Kemper Björn, Kosmeier Sebastian, Langehanenberg Patrik, von Bally Gert, Bredebusch Ilona, Domschke Wolfram, Schnekenburger Jürgen
University of Muenster, Laboratory of Biophysics, Robert-Koch-Str. 45, D-48129 Muenster, Germany.
J Biomed Opt. 2007 Sep-Oct;12(5):054009. doi: 10.1117/1.2798639.

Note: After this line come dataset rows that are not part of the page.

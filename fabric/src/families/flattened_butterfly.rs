// Copyright 2023 Google LLC
//
// Licensed under the Apache License, Version 2.0 (the "License");
// you may not use this file except in compliance with the License.
// You may obtain a copy of the License at
//
//      http://www.apache.org/licenses/LICENSE-2.0
//
// Unless required by applicable law or agreed to in writing, software
// distributed under the License is distributed on an "AS IS" BASIS,
// WITHOUT WARRANTIES OR CONDITIONS OF ANY KIND, either express or implied.
// See the License for the specific language governing permissions and
// limitations under the License.

use crate::config::SynthesisConfiguration;
use crate::context::SynthesisContext;
use crate::endpoint::{AssignmentPolicy, Endpoint};
use crate::error::Result;
use crate::families::{concentrated_routers, Family, Grid};
use crate::topology::Topology;
use crate::weight::Dimension;

/// A 2D flattened butterfly.
///
/// Every row is fully connected with weight 1 links and every column is
/// fully connected with weight 2 links. Any router reaches any other in at
/// most one row hop followed by one column hop.
pub(crate) fn synthesize(
    config: &SynthesisConfiguration,
    endpoints: &[Endpoint],
) -> Result<Topology> {
    let routers = concentrated_routers(config)?;
    let grid = Grid::new(config.mesh_rows, routers)?;
    let placements = AssignmentPolicy::TypedConcentration {
        num_dirs: config.num_dirs,
    }
    .assign(endpoints, routers)?;

    let mut ctx = SynthesisContext::new(Family::FlattenedButterfly, grid, config, &placements);
    for (row, col) in grid.cells() {
        let src = grid.rank(row, col);
        // both passes visit each pair from either end; the registry keeps
        // the first proposal
        for x in 1..grid.cols {
            ctx.link(src, grid.rank(row, (col + x) % grid.cols), Dimension::Row);
        }
        for y in 1..grid.rows {
            ctx.link(src, grid.rank((row + y) % grid.rows, col), Dimension::Column);
        }
    }
    Ok(ctx.finish(None))
}
// Copyright 2023 Google LLC
//
// Licensed under the Apache License, Version 2.0 (the "License");
// you may not use this file except in compliance with the License.
// You may obtain a copy of the License at
//
//      http://www.apache.org/licenses/LICENSE-2.0
//
// Unless required by applicable law or agreed to in writing, software
// distributed under the License is distributed on an "AS IS" BASIS,
// WITHOUT WARRANTIES OR CONDITIONS OF ANY KIND, either express or implied.
// See the License for the specific language governing permissions and
// limitations under the License.

use serde::Serialize;

use crate::network::RouterRank;

/// Interface for a 2D projection of the topology
pub trait Layout2D {
    /// The X extent in a virtual canvas
    fn get_max_x(&self) -> usize;
    /// The Y extent in a virtual canvas
    fn get_max_y(&self) -> usize;
    /// Router coordinates in the virtual canvas
    fn get_node_coordinates(&self, rank: RouterRank) -> Coordinates;
}

#[derive(Clone, Copy, Debug, Eq, PartialEq, Serialize)]
pub struct Coordinates {
    pub x: usize,
    pub y: usize,
}

impl Coordinates {
    pub fn new(x: usize, y: usize) -> Self {
        Self { x, y }
    }

    /// Straight-line distance, in grid units.
    pub fn distance(&self, other: &Coordinates) -> f64 {
        let dx = self.x as f64 - other.x as f64;
        let dy = self.y as f64 - other.y as f64;
        (dx * dx + dy * dy).sqrt()
    }
}
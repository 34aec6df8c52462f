// Copyright 2023 Google LLC
//
// Licensed under the Apache License, Version 2.0 (the "License");
// you may not use this file except in compliance with the License.
// You may obtain a copy of the License at
//
//      http://www.apache.org/licenses/LICENSE-2.0
//
// Unless required by applicable law or agreed to in writing, software
// distributed under the License is distributed on an "AS IS" BASIS,
// WITHOUT WARRANTIES OR CONDITIONS OF ANY KIND, either express or implied.
// See the License for the specific language governing permissions and
// limitations under the License.

//! Routers and the links that attach them to endpoints and to each other.

use serde::{Deserialize, Serialize};
use std::fmt;

use crate::endpoint::EndpointId;
use crate::escape::EscapeRank;
use crate::layout::Coordinates;
use crate::weight::Weight;

/// Position of a router in the synthesized topology, 0..N-1.
pub type RouterRank = usize;

/// Unique id shared by external and internal links.
pub type LinkId = usize;

/// Latency, in cycles of the consuming engine.
pub type Latency = usize;

/// Router port a link leaves from or arrives at.
///
/// Rows grow northwards and columns grow eastwards, matching the order in
/// which ranks are laid out.
#[derive(Clone, Copy, Debug, Eq, PartialEq, Hash, Serialize, Deserialize)]
pub enum Port {
    North,
    South,
    East,
    West,
}

impl Port {
    /// The (outport, inport) pair for a hop from `from` to `to`.
    ///
    /// Returns None when the two positions are not on a common row or
    /// column.
    pub fn between(from: &Coordinates, to: &Coordinates) -> Option<(Port, Port)> {
        if from.y == to.y && from.x < to.x {
            Some((Port::East, Port::West))
        } else if from.y == to.y && from.x > to.x {
            Some((Port::West, Port::East))
        } else if from.x == to.x && from.y < to.y {
            Some((Port::North, Port::South))
        } else if from.x == to.x && from.y > to.y {
            Some((Port::South, Port::North))
        } else {
            None
        }
    }
}

impl fmt::Display for Port {
    fn fmt(&self, f: &mut fmt::Formatter) -> fmt::Result {
        write!(f, "{:?}", self)
    }
}

#[derive(Clone, Debug, Eq, PartialEq, Serialize)]
pub struct Router {
    pub rank: RouterRank,
    pub latency: Latency,
    /// Position on the escape channel ring, for routers that are on it.
    pub escape_rank: Option<usize>,
}

/// Attachment of one endpoint controller to its router.
#[derive(Clone, Debug, Eq, PartialEq, Serialize)]
pub struct ExternalLink {
    pub id: LinkId,
    pub endpoint: EndpointId,
    pub router: RouterRank,
    pub latency: Latency,
}

/// One direction of a router-to-router link.
#[derive(Clone, Debug, Eq, PartialEq, Serialize)]
pub struct InternalLink {
    pub id: LinkId,
    pub src: RouterRank,
    pub dst: RouterRank,
    pub src_port: Option<Port>,
    pub dst_port: Option<Port>,
    pub latency: Latency,
    pub weight: Weight,
    pub escape: Option<EscapeRank>,
}

impl InternalLink {
    /// The opposite direction of this link, with swapped ports.
    pub(crate) fn reversed(&self, id: LinkId) -> Self {
        Self {
            id,
            src: self.dst,
            dst: self.src,
            src_port: self.dst_port,
            dst_port: self.src_port,
            latency: self.latency,
            weight: self.weight,
            escape: self.escape,
        }
    }

    /// Whether the link carries the deadlock-free escape channel.
    pub fn is_escape(&self) -> bool {
        self.escape
            .map_or(false, |rank| rank.segment.is_escape_channel())
    }

    /// The logical edge as an ordered pair.
    pub fn edge(&self) -> (RouterRank, RouterRank) {
        if self.src < self.dst {
            (self.src, self.dst)
        } else {
            (self.dst, self.src)
        }
    }
}
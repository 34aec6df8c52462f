// Copyright 2023 Google LLC
//
// Licensed under the Apache License, Version 2.0 (the "License");
// you may not use this file except in compliance with the License.
// You may obtain a copy of the License at
//
//      http://www.apache.org/licenses/LICENSE-2.0
//
// Unless required by applicable law or agreed to in writing, software
// distributed under the License is distributed on an "AS IS" BASIS,
// WITHOUT WARRANTIES OR CONDITIONS OF ANY KIND, either express or implied.
// See the License for the specific language governing permissions and
// limitations under the License.

//! Topology family builders.
//!
//! Each family is one variant of a closed enum and one module with a
//! `synthesize` function of the same shape. A builder first validates the
//! configuration and places the endpoints, then opens a synthesis context,
//! proposes its edges and hands the context back as a finished `Topology`.
//! Nothing is created before validation succeeds.

use itertools::Itertools;
use serde::{Deserialize, Serialize};

use crate::config::SynthesisConfiguration;
use crate::endpoint::Endpoint;
use crate::error::{Error, Result};
use crate::layout::Coordinates;
use crate::network::RouterRank;
use crate::topology::Topology;

mod flattened_butterfly;
mod full;
mod hierarchical_ring;
mod mesh;
mod ring;

#[derive(Clone, Copy, Debug, Eq, PartialEq, Hash, Serialize, Deserialize)]
pub enum Family {
    Mesh,
    Ring,
    FullyConnected,
    FlattenedButterfly,
    HierarchicalRing,
}

impl Family {
    pub fn name(&self) -> &'static str {
        match self {
            Self::Mesh => "Mesh",
            Self::Ring => "Ring",
            Self::FullyConnected => "FullyConnected",
            Self::FlattenedButterfly => "FlattenedButterfly",
            Self::HierarchicalRing => "HierarchicalRing",
        }
    }

    pub fn synthesize(
        &self,
        config: &SynthesisConfiguration,
        endpoints: &[Endpoint],
    ) -> Result<Topology> {
        log::debug!(
            "synthesizing {} for {} endpoints: {:?}",
            self.name(),
            endpoints.len(),
            config
        );
        match self {
            Self::Mesh => mesh::synthesize(config, endpoints),
            Self::Ring => ring::synthesize(config, endpoints),
            Self::FullyConnected => full::synthesize(config, endpoints),
            Self::FlattenedButterfly => flattened_butterfly::synthesize(config, endpoints),
            Self::HierarchicalRing => hierarchical_ring::synthesize(config, endpoints),
        }
    }

    /// Where a router is drawn, and which way its ports face.
    ///
    /// Rings fold their second row back so that the cycle closes on the
    /// left-hand side.
    pub fn coordinates(&self, grid: &Grid, rank: RouterRank) -> Coordinates {
        let (row, col) = (grid.row(rank), grid.col(rank));
        match self {
            Self::Ring if row % 2 == 1 => Coordinates::new(grid.cols - 1 - col, row),
            _ => Coordinates::new(col, row),
        }
    }
}

/// Row-major arrangement of routers: rank = col + row * cols.
#[derive(Clone, Copy, Debug, Eq, PartialEq, Serialize, Deserialize)]
pub struct Grid {
    pub rows: usize,
    pub cols: usize,
}

impl Grid {
    pub fn new(rows: usize, routers: usize) -> Result<Self> {
        if routers == 0 {
            return Err(Error::NoRouters);
        }
        if rows == 0 || rows > routers {
            return Err(Error::InvalidRowCount { rows, routers });
        }
        if routers % rows != 0 {
            return Err(Error::UnevenGrid { rows, routers });
        }
        Ok(Self {
            rows,
            cols: routers / rows,
        })
    }

    pub fn size(&self) -> usize {
        self.rows * self.cols
    }

    pub fn rank(&self, row: usize, col: usize) -> RouterRank {
        col + row * self.cols
    }

    pub fn row(&self, rank: RouterRank) -> usize {
        rank / self.cols
    }

    pub fn col(&self, rank: RouterRank) -> usize {
        rank % self.cols
    }

    /// All (row, col) positions in rank order.
    pub fn cells(&self) -> impl Iterator<Item = (usize, usize)> {
        (0..self.rows).cartesian_product(0..self.cols)
    }
}

/// Router count for the families that put several cpus on one router.
fn concentrated_routers(config: &SynthesisConfiguration) -> Result<usize> {
    let (cpus, concentration) = (config.num_cpus, config.concentration_factor);
    if concentration == 0 || cpus % concentration != 0 {
        return Err(Error::ConcentrationMismatch {
            cpus,
            concentration,
        });
    }
    match cpus / concentration {
        0 => Err(Error::NoRouters),
        routers => Ok(routers),
    }
}

/// Synthesize the topology selected by the configuration.
pub fn synthesize(config: &SynthesisConfiguration, endpoints: &[Endpoint]) -> Result<Topology> {
    config.topology.synthesize(config, endpoints)
}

A method for the determination of the integral refractive index of living cells in suspension by digital holographic microscopy is described. Digital holographic phase contrast images of spherical cells in suspension are recorded, and the radius as well as the integral refractive index are determined by fitting the relation between cell thickness and phase distribution to the measured phase data. The algorithm only requires information about the refractive index of the suspension medium and the image scale of the microscope system. The specific digital holographic microscopy advantage of subsequent focus correction allows a simultaneous investigation of cells in different focus planes. Results obtained from human pancreas and liver tumor cells show that the integral cellular refractive index decreases with increasing cell radius.
本文描述了一种通过数字全息显微镜测定悬浮液中活细胞积分折射率的方法。记录悬浮液中球形细胞的数字全息相衬图像,并通过将细胞厚度与相位分布之间的关系拟合到测量的相位数据来确定细胞半径和积分折射率。该算法仅需要有关悬浮介质折射率和显微镜系统图像比例的信息。后续焦点校正的数字全息显微镜的特定优势允许同时研究不同焦平面中的细胞。从人胰腺和肝癌细胞获得的结果表明,细胞的积分折射率随着细胞半径的增加而降低。